- Your objective
Write the listing out again, all of it, word for word.

- Data under study
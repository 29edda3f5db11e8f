use serde::{Deserialize, Serialize};
use uuid::Uuid;
use chrono::{DateTime, Utc, NaiveDate};
use std::fmt;
use thiserror::Error;

/// Grid cell length when the caller does not ask for another one.
pub const DEFAULT_SLOT_MINUTES: i64 = 30;

/// Longest slot or booking duration a caller may request. The grid is
/// day-scoped; a step past one day cannot label anything.
pub const MAX_SLOT_MINUTES: i64 = 24 * 60;

/// How many simultaneous appointments one slot absorbs before it renders booked.
pub const DEFAULT_CAPACITY_PER_SLOT: usize = 2;

/// Appointment status excluded from availability. The status column is
/// free-form; only this sentinel carries scheduling semantics.
pub const CANCELLED_STATUS: &str = "cancelled";

// ==============================================================================
// FEED MODELS (read-only rows owned by external collaborators)
// ==============================================================================

/// One doctor's declared working block on one date at one branch.
/// `date` and the times stay raw strings on purpose: a malformed row must
/// degrade to off coverage, not fail the whole feed.
#[derive(Debug, Clone, Serialize, Deserialize)]
pub struct WorkingWindow {
    pub doctor_id: Uuid,
    pub branch_id: Uuid,
    pub date: String,
    pub start_time: String,
    pub end_time: String,
    #[serde(default, skip_serializing_if = "Option::is_none")]
    pub note: Option<String>,
}

/// Booked or tentative visit as delivered by the appointment feed. Timestamps
/// stay raw; normalization drops individual bad records instead of rejecting
/// the collection.
#[derive(Debug, Clone, Serialize, Deserialize)]
pub struct AppointmentRecord {
    pub id: Uuid,
    pub scheduled_at: String,
    #[serde(default)]
    pub end_at: Option<String>,
    pub status: String,
}

impl AppointmentRecord {
    /// The interval this record blocks, or `None` for cancelled records and
    /// unparseable starts. An absent, unparseable, or non-increasing end
    /// falls back to one slot length.
    pub fn booked_interval(&self, slot_minutes: i64) -> Option<(DateTime<Utc>, DateTime<Utc>)> {
        if self.status == CANCELLED_STATUS {
            return None;
        }

        let start = crate::calendar::parse_instant(&self.scheduled_at)?;
        let end = self
            .end_at
            .as_deref()
            .and_then(crate::calendar::parse_instant)
            .filter(|end| *end > start)
            .unwrap_or_else(|| crate::calendar::add_minutes(start, slot_minutes));

        Some((start, end))
    }
}

/// Flat detail row backing the booked-slot popup (data-plane view joining
/// appointment and patient).
#[derive(Debug, Clone, Serialize, Deserialize)]
pub struct AppointmentDetail {
    pub id: Uuid,
    pub scheduled_at: DateTime<Utc>,
    pub status: String,
    #[serde(flatten)]
    pub patient: PatientRef,
}

#[derive(Debug, Clone, Default, Serialize, Deserialize)]
pub struct PatientRef {
    #[serde(default)]
    pub ovog: Option<String>,
    #[serde(default)]
    pub name: Option<String>,
    #[serde(default)]
    pub book_number: Option<String>,
}

impl PatientRef {
    /// Compact calendar-cell label, e.g. "Ч.Бат (A-12)": ovog initial
    /// uppercased before the given name, book number in parentheses. All-empty
    /// input gives an empty label.
    pub fn cell_label(&self) -> String {
        let ovog = self.ovog.as_deref().unwrap_or("");
        let name = self.name.as_deref().unwrap_or("");

        let display = match ovog.chars().next() {
            Some(initial) => format!("{}.{}", initial.to_uppercase(), name),
            None => name.to_string(),
        };

        if display.is_empty() {
            return String::new();
        }

        match self.book_number.as_deref() {
            Some(book) if !book.is_empty() => format!("{} ({})", display, book),
            _ => display,
        }
    }
}

// ==============================================================================
// REQUEST MODELS
// ==============================================================================

/// Parameters of one grid request. `slot_minutes` and `capacity_per_slot`
/// must be positive when given; the service rejects anything else before the
/// builder runs.
#[derive(Debug, Clone, Serialize, Deserialize)]
pub struct GridQueryRequest {
    pub branch_id: Uuid,
    pub date_from: String,
    pub date_to: String,
    #[serde(default)]
    pub slot_minutes: Option<i64>,
    #[serde(default)]
    pub capacity_per_slot: Option<i64>,
}

// ==============================================================================
// AVAILABILITY GRID MODELS (derived per request, never persisted)
// ==============================================================================

#[derive(Debug, Clone, Copy, Serialize, Deserialize, PartialEq, Eq)]
#[serde(rename_all = "snake_case")]
pub enum SlotStatus {
    Available,
    Booked,
    Off,
}

impl fmt::Display for SlotStatus {
    fn fmt(&self, f: &mut fmt::Formatter<'_>) -> fmt::Result {
        match self {
            SlotStatus::Available => write!(f, "available"),
            SlotStatus::Booked => write!(f, "booked"),
            SlotStatus::Off => write!(f, "off"),
        }
    }
}

#[derive(Debug, Clone, Serialize, Deserialize, PartialEq)]
pub struct Slot {
    pub start: DateTime<Utc>,
    pub end: DateTime<Utc>,
    pub status: SlotStatus,
    /// Contributing appointment ids, present only when booked, in the order
    /// the appointment feed delivered them.
    #[serde(default, skip_serializing_if = "Option::is_none")]
    pub appointment_ids: Option<Vec<Uuid>>,
}

#[derive(Debug, Clone, Serialize, Deserialize, PartialEq)]
pub struct DayColumn {
    pub date: NaiveDate,
    pub day_label: String,
    /// True when no working window was recorded for this date; every slot is
    /// off and the UI may show a distinct "no schedule" message.
    pub no_schedule: bool,
    pub slots: Vec<Slot>,
}

#[derive(Debug, Clone, Serialize, Deserialize, PartialEq)]
pub struct Availability {
    pub time_labels: Vec<String>,
    pub days: Vec<DayColumn>,
}

impl Availability {
    pub fn label_index(&self, label: &str) -> Option<usize> {
        self.time_labels.iter().position(|l| l == label)
    }

    pub fn day(&self, date: NaiveDate) -> Option<&DayColumn> {
        self.days.iter().find(|d| d.date == date)
    }

    /// Slot addressed by day and header label; slots align with
    /// `time_labels` index-for-index.
    pub fn slot(&self, date: NaiveDate, label: &str) -> Option<&Slot> {
        let index = self.label_index(label)?;
        self.day(date)?.slots.get(index)
    }
}

// ==============================================================================
// ERRORS
// ==============================================================================

#[derive(Error, Debug)]
pub enum ScheduleError {
    #[error("Invalid date range: {0}")]
    InvalidDateRange(String),

    #[error("Slot duration must be between 1 and 1440 minutes, got {0}")]
    InvalidSlotMinutes(i64),

    #[error("Slot capacity must be positive")]
    InvalidCapacity,

    #[error("Database error: {0}")]
    DatabaseError(String),
}
pub mod availability;
pub mod grid;

pub use availability::{AvailabilityService, SlotGridBuilder};
pub use grid::{BookingGateway, GridController, SlotBooking};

- Exercise result
repository 29edda3f5db11e8f
use serde::{Deserialize, Serialize};
use uuid::Uuid;
use chrono::{DateTime, Utc, NaiveDate};
use std::fmt;
use thiserror::Error;

/// Grid cell length when the caller does not ask for another one.
pub const DEFAULT_SLOT_MINUTES: i64 = 30;

/// Longest slot or booking duration a caller may request. The grid is
/// day-scoped; a step past one day cannot label anything.
pub const MAX_SLOT_MINUTES: i64 = 24 * 60;

/// How many simultaneous appointments one slot absorbs before it renders booked.
pub const DEFAULT_CAPACITY_PER_SLOT: usize = 2;

/// Appointment status excluded from availability. The status column is
/// free-form; only this sentinel carries scheduling semantics.
pub const CANCELLED_STATUS: &str = "cancelled";

// ==============================================================================
// FEED MODELS (read-only rows owned by external collaborators)
// ==============================================================================

/// One doctor's declared working block on one date at one branch.
/// `date` and the times stay raw strings on purpose: a malformed row must
/// degrade to off coverage, not fail the whole feed.
#[derive(Debug, Clone, Serialize, Deserialize)]
pub struct WorkingWindow {
    pub doctor_id: Uuid,
    pub branch_id: Uuid,
    pub date: String,
    pub start_time: String,
    pub end_time: String,
    #[serde(default, skip_serializing_if = "Option::is_none")]
    pub note: Option<String>,
}

/// Booked or tentative visit as delivered by the appointment feed. Timestamps
/// stay raw; normalization drops individual bad records instead of rejecting
/// the collection.
#[derive(Debug, Clone, Serialize, Deserialize)]
pub struct AppointmentRecord {
    pub id: Uuid,
    pub scheduled_at: String,
    #[serde(default)]
    pub end_at: Option<String>,
    pub status: String,
}

impl AppointmentRecord {
    /// The interval this record blocks, or `None` for cancelled records and
    /// unparseable starts. An absent, unparseable, or non-increasing end
    /// falls back to one slot length.
    pub fn booked_interval(&self, slot_minutes: i64) -> Option<(DateTime<Utc>, DateTime<Utc>)> {
        if self.status == CANCELLED_STATUS {
            return None;
        }

        let start = crate::calendar::parse_instant(&self.scheduled_at)?;
        let end = self
            .end_at
            .as_deref()
            .and_then(crate::calendar::parse_instant)
            .filter(|end| *end > start)
            .unwrap_or_else(|| crate::calendar::add_minutes(start, slot_minutes));

        Some((start, end))
    }
}

/// Flat detail row backing the booked-slot popup (data-plane view joining
/// appointment and patient).
#[derive(Debug, Clone, Serialize, Deserialize)]
pub struct AppointmentDetail {
    pub id: Uuid,
    pub scheduled_at: DateTime<Utc>,
    pub status: String,
    #[serde(flatten)]
    pub patient: PatientRef,
}

#[derive(Debug, Clone, Default, Serialize, Deserialize)]
pub struct PatientRef {
    #[serde(default)]
    pub ovog: Option<String>,
    #[serde(default)]
    pub name: Option<String>,
    #[serde(default)]
    pub book_number: Option<String>,
}

impl PatientRef {
    /// Compact calendar-cell label, e.g. "Ч.Бат (A-12)": ovog initial
    /// uppercased before the given name, book number in parentheses. All-empty
    /// input gives an empty label.
    pub fn cell_label(&self) -> String {
        let ovog = self.ovog.as_deref().unwrap_or("");
        let name = self.name.as_deref().unwrap_or("");

        let display = match ovog.chars().next() {
            Some(initial) => format!("{}.{}", initial.to_uppercase(), name),
            None => name.to_string(),
        };

        if display.is_empty() {
            return String::new();
        }

        match self.book_number.as_deref() {
            Some(book) if !book.is_empty() => format!("{} ({})", display, book),
            _ => display,
        }
    }
}

// ==============================================================================
// REQUEST MODELS
// ==============================================================================

/// Parameters of one grid request. `slot_minutes` and `capacity_per_slot`
/// must be positive when given; the service rejects anything else before the
/// builder runs.
#[derive(Debug, Clone, Serialize, Deserialize)]
pub struct GridQueryRequest {
    pub branch_id: Uuid,
    pub date_from: String,
    pub date_to: String,
    #[serde(default)]
    pub slot_minutes: Option<i64>,
    #[serde(default)]
    pub capacity_per_slot: Option<i64>,
}

// ==============================================================================
// AVAILABILITY GRID MODELS (derived per request, never persisted)
// ==============================================================================

#[derive(Debug, Clone, Copy, Serialize, Deserialize, PartialEq, Eq)]
#[serde(rename_all = "snake_case")]
pub enum SlotStatus {
    Available,
    Booked,
    Off,
}

impl fmt::Display for SlotStatus {
    fn fmt(&self, f: &mut fmt::Formatter<'_>) -> fmt::Result {
        match self {
            SlotStatus::Available => write!(f, "available"),
            SlotStatus::Booked => write!(f, "booked"),
            SlotStatus::Off => write!(f, "off"),
        }
    }
}

#[derive(Debug, Clone, Serialize, Deserialize, PartialEq)]
pub struct Slot {
    pub start: DateTime<Utc>,
    pub end: DateTime<Utc>,
    pub status: SlotStatus,
    /// Contributing appointment ids, present only when booked, in the order
    /// the appointment feed delivered them.
    #[serde(default, skip_serializing_if = "Option::is_none")]
    pub appointment_ids: Option<Vec<Uuid>>,
}

#[derive(Debug, Clone, Serialize, Deserialize, PartialEq)]
pub struct DayColumn {
    pub date: NaiveDate,
    pub day_label: String,
    /// True when no working window was recorded for this date; every slot is
    /// off and the UI may show a distinct "no schedule" message.
    pub no_schedule: bool,
    pub slots: Vec<Slot>,
}

#[derive(Debug, Clone, Serialize, Deserialize, PartialEq)]
pub struct Availability {
    pub time_labels: Vec<String>,
    pub days: Vec<DayColumn>,
}

impl Availability {
    pub fn label_index(&self, label: &str) -> Option<usize> {
        self.time_labels.iter().position(|l| l == label)
    }

    pub fn day(&self, date: NaiveDate) -> Option<&DayColumn> {
        self.days.iter().find(|d| d.date == date)
    }

    /// Slot addressed by day and header label; slots align with
    /// `time_labels` index-for-index.
    pub fn slot(&self, date: NaiveDate, label: &str) -> Option<&Slot> {
        let index = self.label_index(label)?;
        self.day(date)?.slots.get(index)
    }
}

// ==============================================================================
// ERRORS
// ==============================================================================

#[derive(Error, Debug)]
pub enum ScheduleError {
    #[error("Invalid date range: {0}")]
    InvalidDateRange(String),

    #[error("Slot duration must be between 1 and 1440 minutes, got {0}")]
    InvalidSlotMinutes(i64),

    #[error("Slot capacity must be positive")]
    InvalidCapacity,

    #[error("Database error: {0}")]
    DatabaseError(String),
}
pub mod availability;
pub mod grid;

pub use availability::{AvailabilityService, SlotGridBuilder};
pub use grid::{BookingGateway, GridController, SlotBooking};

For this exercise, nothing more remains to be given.